In it, Makower dolefully detailed a number of studies indicating that “with the exception of committed environmentalists — a relative sliver of the populace — the mood (of American consumers) has switched from ‘What can I do to be helpful?’ to ‘What’s in it for me?'”
In fact, one participant, Green market researcher Wendy Cobrda of Earthsense, has gone so far as to coin a term for it. She calls it “eco-hedonism” and insists it’s not a bad thing. In her own words:
Instead of Lifestyles of Health & Sustainability — the great majority of people are motivated by Lifestyles of Hedonics and Economics, doing things that bring them pleasure and those actions are shaped in many ways by their means or economics.For example, for the longest time, I’ve been a fan of Muir Glen fire-roasted canned tomatoes. While I’m not a gourmand by any stretch, I do enjoy cooking, and even more so when what I cook brings smiles of pleasure. On a whim, I tried those tomatoes and for years now, that’s all I buy (unless I can’t get them!) Why? Because they taste good. I appreciate that they are organic, I like the mission of the company, but I come back time after time because I like how they taste.
It’s not that people don’t care. It’s just that the environment and the challenges we face as a species and as a planet are anything but simple. The average person has a very hard time grasping the importance of the issues themselves, let alone how their choices may influence those issues. Choosing a product based on its eco-friendliness involves thought patterns that may also include feelings of uncertainty and confusion – not emotions that readily lend themselves to buying.
When your product appeals to a person’s hedonistic self-interest you’re speaking to them on a super-simple level that requires little thought. We’re talking animal instincts. Great taste. Comfort. Savings. Sex appeal. It may not be spiritually enlightened, but it’s powerful stuff, and that’s where the main thrust of your marketing messages should be.
And Green messaging? Should we even bother with it?

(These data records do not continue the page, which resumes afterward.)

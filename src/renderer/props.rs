//! Prop application - Turning a prop diff into host mutations.
//!
//! # Algorithm
//!
//! Given the previous and next prop sets of one host node:
//! 1. Remove listeners that are gone or changed
//! 2. Remove attributes that are gone
//! 3. Set attributes that are new or changed
//! 4. Add listeners that are new or changed
//!
//! Unchanged props cause no host call at all. Materializing a node is the
//! same operation with an empty previous set.

use super::Host;
use crate::primitives::Props;
use crate::types::{PropDelta, Value, LISTENER_PREFIX};

/// A prop becomes a host listener when its value is a listener.
#[inline]
pub fn is_listener_prop(value: &Value) -> bool {
    value.is_listener()
}

/// Host event name for a listener prop key: `onClick` -> `click`.
pub fn event_name(key: &str) -> String {
    key.strip_prefix(LISTENER_PREFIX)
        .filter(|rest| !rest.is_empty())
        .unwrap_or(key)
        .to_lowercase()
}

/// Apply the delta between `previous` and `next` to `node`.
///
/// Returns the classes of mutation that were issued.
pub fn apply_props<H: Host>(
    host: &mut H,
    node: &H::Node,
    previous: &Props,
    next: &Props,
) -> PropDelta {
    let mut delta = PropDelta::empty();

    // 1. Stale listeners
    for (key, value) in previous.iter() {
        let Some(listener) = value.as_listener() else { continue };
        if next.get(key) != Some(value) {
            host.remove_listener(node, &event_name(key), listener);
            delta |= PropDelta::LISTENERS_REMOVED;
        }
    }

    // 2. Gone attributes
    for (key, value) in previous.iter() {
        if is_listener_prop(value) {
            continue;
        }
        let gone = match next.get(key) {
            None => true,
            Some(next_value) => is_listener_prop(next_value),
        };
        if gone {
            host.remove_attribute(node, key);
            delta |= PropDelta::ATTRIBUTES_REMOVED;
        }
    }

    // 3. New or changed attributes
    for (key, value) in next.iter() {
        if is_listener_prop(value) {
            continue;
        }
        if previous.get(key) != Some(value) {
            host.set_attribute(node, key, value);
            delta |= PropDelta::ATTRIBUTES_SET;
        }
    }

    // 4. New or changed listeners
    for (key, value) in next.iter() {
        let Some(listener) = value.as_listener() else { continue };
        if previous.get(key) != Some(value) {
            host.add_listener(node, &event_name(key), listener);
            delta |= PropDelta::LISTENERS_ADDED;
        }
    }

    delta
}

// =============================================================================
// Tests
// =============================================================================

#[cfg(test)]
mod tests {
    use super::*;
    use crate::renderer::{MemoryHost, MutationKind};
    use crate::types::Listener;

    #[test]
    fn test_event_name() {
        assert_eq!(event_name("onClick"), "click");
        assert_eq!(event_name("onKeyDown"), "keydown");
        assert_eq!(event_name("on"), "on");
        assert_eq!(event_name("submit"), "submit");
    }

    #[test]
    fn test_initial_application() {
        let mut host = MemoryHost::new();
        let node = host.create_node("button");
        let listener = Listener::new(|_| {});
        let props = Props::new()
            .with("id", "go")
            .with("onClick", listener);

        let delta = apply_props(&mut host, &node, &Props::new(), &props);

        assert_eq!(delta, PropDelta::ATTRIBUTES_SET | PropDelta::LISTENERS_ADDED);
        assert_eq!(host.attribute(node, "id"), Some(&Value::from("go")));
        assert_eq!(host.listener_count(node, "click"), 1);
    }

    #[test]
    fn test_identical_props_are_a_no_op() {
        let mut host = MemoryHost::new();
        let node = host.create_node("div");
        let listener = Listener::new(|_| {});
        let props = Props::new().with("id", "a").with("onClick", listener);
        apply_props(&mut host, &node, &Props::new(), &props);
        host.clear_mutations();

        let delta = apply_props(&mut host, &node, &props, &props.clone());

        assert!(delta.is_empty());
        assert!(host.mutations().is_empty());
    }

    #[test]
    fn test_nan_attribute_is_not_reapplied() {
        let mut host = MemoryHost::new();
        let node = host.create_node("meter");
        let props = Props::new().with("value", f64::NAN);
        apply_props(&mut host, &node, &Props::new(), &props);
        host.clear_mutations();

        let next = Props::new().with("value", f64::NAN);
        let delta = apply_props(&mut host, &node, &props, &next);

        assert!(delta.is_empty());
        assert!(host.mutations().is_empty());
    }

    #[test]
    fn test_symmetric_difference() {
        let mut host = MemoryHost::new();
        let node = host.create_node("div");
        let old_listener = Listener::new(|_| {});
        let new_listener = Listener::new(|_| {});

        let previous = Props::new()
            .with("id", "a")
            .with("title", "gone")
            .with("onClick", old_listener);
        apply_props(&mut host, &node, &Props::new(), &previous);
        host.clear_mutations();

        let next = Props::new()
            .with("id", "b")
            .with("onClick", new_listener);
        let delta = apply_props(&mut host, &node, &previous, &next);

        assert_eq!(delta, PropDelta::all());
        assert_eq!(host.count(MutationKind::RemoveListener), 1);
        assert_eq!(host.count(MutationKind::RemoveAttribute), 1);
        assert_eq!(host.count(MutationKind::SetAttribute), 1);
        assert_eq!(host.count(MutationKind::AddListener), 1);
        assert_eq!(host.attribute(node, "id"), Some(&Value::from("b")));
        assert_eq!(host.attribute(node, "title"), None);
        assert_eq!(host.listener_count(node, "click"), 1);
    }
}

As Green marketer Jacqueline Ottman noted in the thread,
What I believe is that people do care about the planet — that is evident– but when they go into supermarkets and put on their “shopper hats” they have to make sure that the products they buy satisfy their primary reasons for buying the products in the first place —getting clothes clean, buying nutritious and tasty food, etc. This is even more important in a recession when consumers need to ensure they are getting value for their money.This doesn’t mean that they don’t care about the planet. For the entire 20 years that I have been tracking green marketing, environmental, and increasingly social, benefits have played an important secondary role in influencing purchases. (One of my colleagues coined the phrase, “The tie goes to the dolphin”.) Green then is the added source of value that can break a tie at the shelf. But, when truly integrated into the value proposition, green can enhance primary benefits —the organic produce that tastes better. That is true green marketing heaven!